Por Beatriz Guimarães de Araujo
O resultado da consulta popular realizada na Grã-Bretanha¹ suscitou uma enorme gritaria tanto pela direita quanto pela esquerda europeia, especialmente devido à forte repercussão mundial. Com implicações imediatas práticas ainda incertas, o valor simbólico do crivo popular pela saída do projeto europeu causou muito mais incomodo na comunidade internacional, afetada em diversos setores. A aparência de prevalência da democracia e do retorno de uma postura nacionalista esconde, em verdade, a essência do acirramento da ideologia capitalista em seu formato neoliberal em meio aos desdobramentos da crise internacional. A compreensão do assunto requer uma retomada da perspectiva histórica.
Na trajetória da integração via União Europeia, o Reino Unido nunca teve uma participação de liderança, pelo contrário, só aderiu à Comunidade Econômica Europeia em 1973, junto com Irlanda e Dinamarca. Desde o início o viés franco-germânico do projeto integracionista era claro. Somente no momento de crise e incertezas em relação ao padrão monetário-financeiro internacional é que os britânicos procuraram guarida no continente. Nesse período, já estavam em vigor mecanismos de cooperação monetária que viriam a desdobrar-se na área monetária comum. Ainda assim, a entrada não significou a adesão a todas as iniciativas envolvidas no âmbito comunitário. Em uma confortável posição de observador privilegiado, aguardou o compasso das mudanças sem maiores enlaces formais. Mesmo na euforia que contaminou o cenário europeu e mundial com o Tratado de Maastricht (1992), o Reino Unido manteve-se cético e não adotou a moeda única, conservando a libra.

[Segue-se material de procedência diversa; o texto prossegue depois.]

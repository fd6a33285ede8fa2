//! Per-vehicle connection task.
//!
//! [`serve_session`] owns one bidirectional byte stream. It registers a fresh
//! [`VehicleSession`], spawns a writer that drains the session's outbound
//! queue onto the stream, then reads newline-delimited messages until the
//! vehicle hangs up. On exit the session is unregistered before anything
//! else, so no later match can select it. The writer then flushes every
//! message queued before that point and closes its half of the stream.
//! A vehicle that half-closes right after pipelining still gets every reply.
//!
//! The stream type is generic. Production hands in QUIC stream halves, tests
//! use `tokio::io::duplex`.

use std::{sync::Arc, time::Duration};

use fleetline_core::Environment;
use fleetline_proto::{MAX_MESSAGE_LEN, OutboundMessage, ProtocolError};
use tokio::{
    io::{AsyncBufReadExt, AsyncRead, AsyncReadExt, AsyncWrite, AsyncWriteExt, BufReader},
    sync::{mpsc, oneshot},
};

use crate::{error::ServerError, handler, registry::FleetRegistry, session::VehicleSession};

/// Longest the writer may spend flushing queued messages after the vehicle
/// hangs up.
pub const DRAIN_TIMEOUT: Duration = Duration::from_secs(5);

/// Serve one vehicle until it disconnects.
///
/// Returns `Ok` on a clean hang-up. Registry refusals, oversized lines and
/// read failures end the session with an error after cleanup.
pub async fn serve_session<R, W, E>(
    reader: R,
    writer: W,
    fleet: Arc<FleetRegistry>,
    env: E,
) -> Result<(), ServerError>
where
    R: AsyncRead + Unpin,
    W: AsyncWrite + Unpin + Send + 'static,
    E: Environment,
{
    let (session, outbound) = VehicleSession::new(env.session_id(), env.wall_clock_secs());
    let session = Arc::new(session);
    let session_id = session.id();

    if let Err(e) = fleet.register(Arc::clone(&session)) {
        tracing::warn!(session_id, error = %e, "refusing vehicle session");
        return Err(e.into());
    }
    tracing::info!(session_id, fleet_size = fleet.len(), "vehicle connected");

    let (close_tx, close_rx) = oneshot::channel();
    let mut writer_task = tokio::spawn(write_outbound(writer, outbound, close_rx, session_id));
    let result = read_inbound(reader, &session).await;

    fleet.unregister(session_id);
    let _ = close_tx.send(());
    if tokio::time::timeout(DRAIN_TIMEOUT, &mut writer_task).await.is_err() {
        tracing::warn!(session_id, "vehicle not reading, dropping unsent messages");
        writer_task.abort();
    }

    match &result {
        Ok(()) => tracing::info!(session_id, fleet_size = fleet.len(), "vehicle disconnected"),
        Err(e) => tracing::warn!(session_id, error = %e, "vehicle session ended"),
    }
    result
}

/// Read lines and answer each one through the session's queue.
async fn read_inbound<R: AsyncRead + Unpin>(
    reader: R,
    session: &VehicleSession,
) -> Result<(), ServerError> {
    let mut reader = BufReader::new(reader);
    let mut line = Vec::with_capacity(256);

    loop {
        line.clear();
        let read = (&mut reader)
            .take(MAX_MESSAGE_LEN as u64 + 1)
            .read_until(b'\n', &mut line)
            .await?;
        if read == 0 {
            return Ok(());
        }
        if line.last() != Some(&b'\n') && line.len() > MAX_MESSAGE_LEN {
            return Err(ProtocolError::MessageTooLarge { size: line.len(), max: MAX_MESSAGE_LEN }
                .into());
        }

        let raw = String::from_utf8_lossy(&line);
        let raw = raw.trim();
        if raw.is_empty() {
            continue;
        }

        let reply = handler::handle_message(session, raw);
        if session.reply(reply).await.is_err() {
            // Writer is gone, the vehicle can no longer hear us.
            return Ok(());
        }
    }
}

/// Drain the outbound queue onto the stream, one line per message.
///
/// Once `closing` fires the queue stops accepting messages, whatever is
/// already in it is written, and the stream is shut down.
async fn write_outbound<W: AsyncWrite + Unpin>(
    mut writer: W,
    mut outbound: mpsc::Receiver<OutboundMessage>,
    mut closing: oneshot::Receiver<()>,
    session_id: u64,
) {
    loop {
        let next = tokio::select! {
            biased;
            next = outbound.recv() => next,
            _ = &mut closing => break,
        };
        let Some(message) = next else { break };
        if let Err(e) = write_line(&mut writer, &message, session_id).await {
            tracing::debug!(session_id, error = %e, "write failed, closing outbound queue");
            return;
        }
    }

    outbound.close();
    while let Some(message) = outbound.recv().await {
        if let Err(e) = write_line(&mut writer, &message, session_id).await {
            tracing::debug!(session_id, error = %e, "write failed while draining");
            return;
        }
    }

    let _ = writer.shutdown().await;
}

async fn write_line<W: AsyncWrite + Unpin>(
    writer: &mut W,
    message: &OutboundMessage,
    session_id: u64,
) -> std::io::Result<()> {
    match message.encode_line() {
        Ok(line) => {
            writer.write_all(line.as_bytes()).await?;
            writer.flush().await
        },
        Err(e) => {
            tracing::error!(session_id, error = %e, "failed to encode outbound message");
            Ok(())
        },
    }
}
//! Ordered stop sequence of a single vehicle.

use fleetline_proto::Stop;

/// Stops a vehicle still has to visit, in visiting order.
///
/// Duplicates are allowed. Removal takes out the first exactly-equal stop.
#[derive(Debug, Clone, Default, PartialEq)]
pub struct Route {
    stops: Vec<Stop>,
}

impl Route {
    /// Create an empty route.
    pub fn new() -> Self {
        Self::default()
    }

    /// Append a stop at the end.
    pub fn push(&mut self, stop: Stop) {
        self.stops.push(stop);
    }

    /// Remove the first stop exactly equal to `stop`.
    ///
    /// Returns `false` and leaves the route untouched if no stop matches.
    pub fn remove_first(&mut self, stop: &Stop) -> bool {
        match self.stops.iter().position(|s| s == stop) {
            Some(index) => {
                self.stops.remove(index);
                true
            },
            None => false,
        }
    }

    /// The stop the vehicle heads to next.
    pub fn peek_next(&self) -> Option<Stop> {
        self.stops.first().copied()
    }

    /// Number of outstanding stops.
    pub fn len(&self) -> usize {
        self.stops.len()
    }

    /// Whether there are no outstanding stops.
    pub fn is_empty(&self) -> bool {
        self.stops.is_empty()
    }

    /// Stops in visiting order.
    pub fn as_slice(&self) -> &[Stop] {
        &self.stops
    }

    /// Iterate over stops in visiting order.
    pub fn iter(&self) -> std::slice::Iter<'_, Stop> {
        self.stops.iter()
    }
}

impl FromIterator<Stop> for Route {
    fn from_iter<I: IntoIterator<Item = Stop>>(iter: I) -> Self {
        Self { stops: iter.into_iter().collect() }
    }
}

impl<'a> IntoIterator for &'a Route {
    type Item = &'a Stop;
    type IntoIter = std::slice::Iter<'a, Stop>;

    fn into_iter(self) -> Self::IntoIter {
        self.iter()
    }
}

Esse detalhe faz muita diferença na análise do caso, uma vez que o impacto da saída será bem menor do que se o mesmo ocorresse com um país adotante do Euro², como fora cogitado pela Grécia. Mesmo assim, a estreita maioria favorável à denúncia dos tratados comunitários gerou cataclismos no mundo, com a renúncia do primeiro-ministro David Cameron, a queda das bolsas econômicas, desvalorização histórica da Libra, convocação de emergência do Conselho Europeu e incertezas em todo o mundo sobre os rumos do elogiado e copiado projeto europeu de integração.
Mas o que significa a saída do Reino Unido? Essa saída significa que os tratados europeus deixam de ser aplicados no Reino Unido em até dois anos após a notificação de retirada. Contudo, pode haver uma extensão deste prazo caso haja um acordo entre a UE e o Reino Unido. É possível que esse processo leve um longo tempo, pois precisa ser negociada a saída, em segundo, ser negociado acordos com o bloco e, por fim, acordos comerciais com países de fora da UE. Será um tempo de incertezas financeiras e de como a moeda libra reagirá com essa separação. Outro assunto pertinente que intriga a todos é a questão sobre a livre circulação de pessoas entre a União Europeia e o Reino Unido, tendo em vista que diversas pessoas estão atualmente circulando por essas fronteiras sem visto. Com essa saída, essa circulação chega ao fim. Voltará a ser necessário o pedido de visto para a entrada e permanência nos países que compõem o Reino Unido (Inglaterra, Irlanda do Norte, Escócia e País de Gales). A taxa de imigrantes, tantos os turistas quanto aqueles que trabalham, deve cair.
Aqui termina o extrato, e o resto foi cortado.